Reducing your equity investment will reduce your operating income since you’ll have to pay more in loan service, but your ROI will rise and you will have to invest less up front.  

In the same example, consider substituting mezzanine finance for half of the $400,000.  That means you put up $200,000 and use a mezzanine loan of $200,000 at 15 percent. From the $200,000 annual operating income, you would still subtract the senior debt service of $42,000 as well as the mezzanine debt service of $30,000.  Your after-tax profit would decrease to $101,120 but your ROI for your $200,000 investment would skyrocket to 50.6 percent. 

Mezzanine finance allows you to decrease your initial investment while improving your return on investment. The downside is that you will pay higher interest rates. The longer these mezzanine lending loans are used, the more interest that is paid.  If a business defaults, the lender takes an ownership stake, which it could sell or transfer, ceding some degree of control of the business to someone else.

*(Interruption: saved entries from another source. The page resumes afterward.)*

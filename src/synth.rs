//! The synthesis pipeline: one linear pass from a worker-type request to the
//! full set of deployment artifacts.
//!
//! Artifact building is pure ([`build_artifacts`]) and file I/O happens only
//! in [`generate`], so every cross-artifact invariant is testable without
//! touching the filesystem.
//!
//! Write contract: the routing table, supervision spec and descriptors are
//! owned by this run and regenerated from scratch every time. The shared
//! patch is append-only because it may already carry bootstrap or
//! hand-authored content that must survive. Appending also means a re-run
//! duplicates earlier fragments; the reference deployment truncates the file
//! upstream, and this tool keeps that contract rather than deduplicating.

use std::fs::{self, OpenOptions};
use std::io::Write;
use std::path::PathBuf;

use tracing::{debug, info};

use crate::descriptor::{DescriptorSink, WorkerDescriptor, YamlDirSink};
use crate::error::{Result, TopogenError};
use crate::plan::{self, WorkerRequest};
use crate::registry::Registry;
use crate::routes::RoutingTable;
use crate::shared::{self, SharedPatch};
use crate::supervise::SupervisionSpec;

/// Filename of the shared patch inside the workers directory.
pub const SHARED_PATCH_FILENAME: &str = "shared.yaml";

/// Input to a synthesis run.
#[derive(Debug, Clone)]
pub struct SynthesisOptions {
    /// Raw worker-type request: comma-separated names, `*`, or absent.
    pub workers: Option<String>,
    /// Path to the base homeserver config. Must already exist.
    pub base_config: PathBuf,
    /// Data directory; only the `logs/` subdirectory is touched here.
    pub data_dir: PathBuf,
    /// Directory for per-worker configs and the shared patch.
    pub workers_dir: PathBuf,
    /// Path of the emitted reverse-proxy config.
    pub proxy_conf: PathBuf,
    /// Path of the emitted supervisor config.
    pub supervisor_conf: PathBuf,
}

/// Resolved locations of every artifact a run reads or writes.
#[derive(Debug, Clone)]
pub struct ArtifactPaths {
    pub base_config: PathBuf,
    pub workers_dir: PathBuf,
    pub shared_patch: PathBuf,
    pub proxy_conf: PathBuf,
    pub supervisor_conf: PathBuf,
    pub log_dir: PathBuf,
}

impl ArtifactPaths {
    pub fn new(
        base_config: PathBuf,
        workers_dir: PathBuf,
        proxy_conf: PathBuf,
        supervisor_conf: PathBuf,
        data_dir: PathBuf,
    ) -> Self {
        let shared_patch = workers_dir.join(SHARED_PATCH_FILENAME);
        let log_dir = data_dir.join("logs");
        Self {
            base_config,
            workers_dir,
            shared_patch,
            proxy_conf,
            supervisor_conf,
            log_dir,
        }
    }

    /// Path of one worker's own config file.
    pub fn worker_config(&self, name: &str) -> PathBuf {
        self.workers_dir.join(format!("{name}.yaml"))
    }
}

impl From<&SynthesisOptions> for ArtifactPaths {
    fn from(opts: &SynthesisOptions) -> Self {
        Self::new(
            opts.base_config.clone(),
            opts.workers_dir.clone(),
            opts.proxy_conf.clone(),
            opts.supervisor_conf.clone(),
            opts.data_dir.clone(),
        )
    }
}

/// Everything one run produces, rendered but not yet written.
#[derive(Debug)]
pub struct Artifacts {
    pub shared_patch: String,
    pub routing_table: String,
    pub supervision: String,
    pub descriptors: Vec<WorkerDescriptor>,
    /// Selected workers and their ports, in request order.
    pub workers: Vec<(String, u16)>,
}

/// Build every artifact for a request. Pure apart from the caller-provided
/// listener list; performs no file I/O.
pub fn build_artifacts(
    registry: &Registry,
    request: &WorkerRequest,
    existing_listeners: Vec<serde_yaml::Value>,
    paths: &ArtifactPaths,
) -> Result<Artifacts> {
    let instances = plan::resolve(registry, request);

    let patch = SharedPatch::build(existing_listeners, &instances)?;
    debug!(
        listeners = patch.listeners().len(),
        fragments = patch.fragments().len(),
        "built shared config patch"
    );
    let shared_patch = patch.render()?;

    let table = RoutingTable::build(&instances);
    debug!(rules = table.worker_rules().len(), "built routing table");
    let routing_table = table.render();

    let spec = SupervisionSpec::build(paths, &instances);
    debug!(entries = spec.entries().len(), "built supervision spec");
    let supervision = spec.render();
    let descriptors = instances
        .iter()
        .map(|inst| WorkerDescriptor::for_instance(inst, &paths.base_config))
        .collect();
    let workers = instances
        .iter()
        .map(|inst| (inst.name.clone(), inst.port))
        .collect();

    Ok(Artifacts {
        shared_patch,
        routing_table,
        supervision,
        descriptors,
        workers,
    })
}

/// Run the full pipeline and write every artifact.
///
/// The only fatal precondition is a missing base config; unknown worker
/// types have already been skipped by the time artifacts are built. Any file
/// I/O error aborts the run immediately.
pub fn generate(registry: &Registry, opts: &SynthesisOptions) -> Result<Artifacts> {
    if !opts.base_config.exists() {
        return Err(TopogenError::MissingBaseConfig(opts.base_config.clone()));
    }

    let paths = ArtifactPaths::from(opts);
    let request = WorkerRequest::parse(opts.workers.as_deref());
    debug!(?request, "parsed worker request");

    let existing_listeners = shared::read_base_listeners(&paths.base_config)?;
    let artifacts = build_artifacts(registry, &request, existing_listeners, &paths)?;

    fs::create_dir_all(&paths.workers_dir)?;
    fs::create_dir_all(&paths.log_dir)?;

    // The shared patch tolerates pre-existing content; the leading newline
    // separates it from whatever a bootstrap step already wrote.
    let mut shared_file = OpenOptions::new()
        .create(true)
        .append(true)
        .open(&paths.shared_patch)?;
    shared_file.write_all(b"\n")?;
    shared_file.write_all(artifacts.shared_patch.as_bytes())?;

    fs::write(&paths.proxy_conf, &artifacts.routing_table)?;
    fs::write(&paths.supervisor_conf, &artifacts.supervision)?;

    let mut sink = YamlDirSink::new(paths.workers_dir.clone());
    for descriptor in &artifacts.descriptors {
        sink.write(descriptor)?;
        debug!(worker = %descriptor.name, port = descriptor.port, "wrote worker descriptor");
    }

    info!(
        workers = artifacts.workers.len(),
        shared_patch = %paths.shared_patch.display(),
        proxy_conf = %paths.proxy_conf.display(),
        supervisor_conf = %paths.supervisor_conf.display(),
        "topology synthesized"
    );

    Ok(artifacts)
}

Businesses sometimes use mezz financing rather than turning to venture capital to avoid having to give voting rights to shareholders that may acquire an ownership interest in the company.

Why Investors Do Mezzanine Debt Deals

For investors, mezzanine debt can be a good deal.  Higher interest rates provide a better return on investment than normal loans.  Consider that treasury notes average around 2.3 to 2.4 percent mark and mezzanine debt returns can range from 12 to 20 percent annually.

Mezzanine financing lenders get a higher interest rate and contractually mandated interest payments on a monthly, quarterly or yearly basis.  Equity investors may have a bigger upside if the company grows dramatically, but there is no guarantee of dividends or regular payments.

Senior debt will have lower returns than a mezzanine loan or common stock but also have lower risks.

These types of investments often include a kicker, which might include an ownership piece or an option to buy equity at a future date.  These kickers can pay out significantly if a business hits it big. In addition, if business owners fail to meet the conditions of the loan, the lender can often convert the outstanding balance into equity shares.

Real estate investment trusts (REITs) and closed-end funds (CEF) may own mezzanine debt, which they make available for investors in the form of publicly traded shares.

Do I Qualify for Mezzanine Financing?

Not every business will qualify for a mezzanine loan and it’s not right for every business.

A Mezzanine lender will typically do less due diligence than in a senior debt deal, but they will want a company that has an established business and a history of being profitable.  Mezzanine financing lenders will also want to know the business plan.  Is the plan to expand the business, acquire other companies, or grow the bottom line?

Established businesses that have big growth plans may want to consider the mezzanine financing route.  An example might be a restaurant that wants to open up another location but doesn’t have the capital to fund the expansion or the collateral for a traditional investor loan.  A Mezzanine lender might look at your expansion plan as a good investment with a high rate of return. If you were to default on your interest payments or repayment terms, the lender would have an ownership position in your business.

Keep in mind that mezzanine loans typically have shorter terms than standard commercial loans.  Most common are 5-year terms where the borrower makes interest-only payments during the term.  At the end of the term, the business will need to pay back the loan amount.

Key Points to Remember

  • Mezzanine loans are a hybrid of debt and equity financing
  • The lender will have the right to convert to an equity interest in case of default
  • Mezzanine financing will have significantly higher interest rates than traditional loans
  • Mezzanine financing is not right for every business.  It is most commonly used in the expansion of established companies.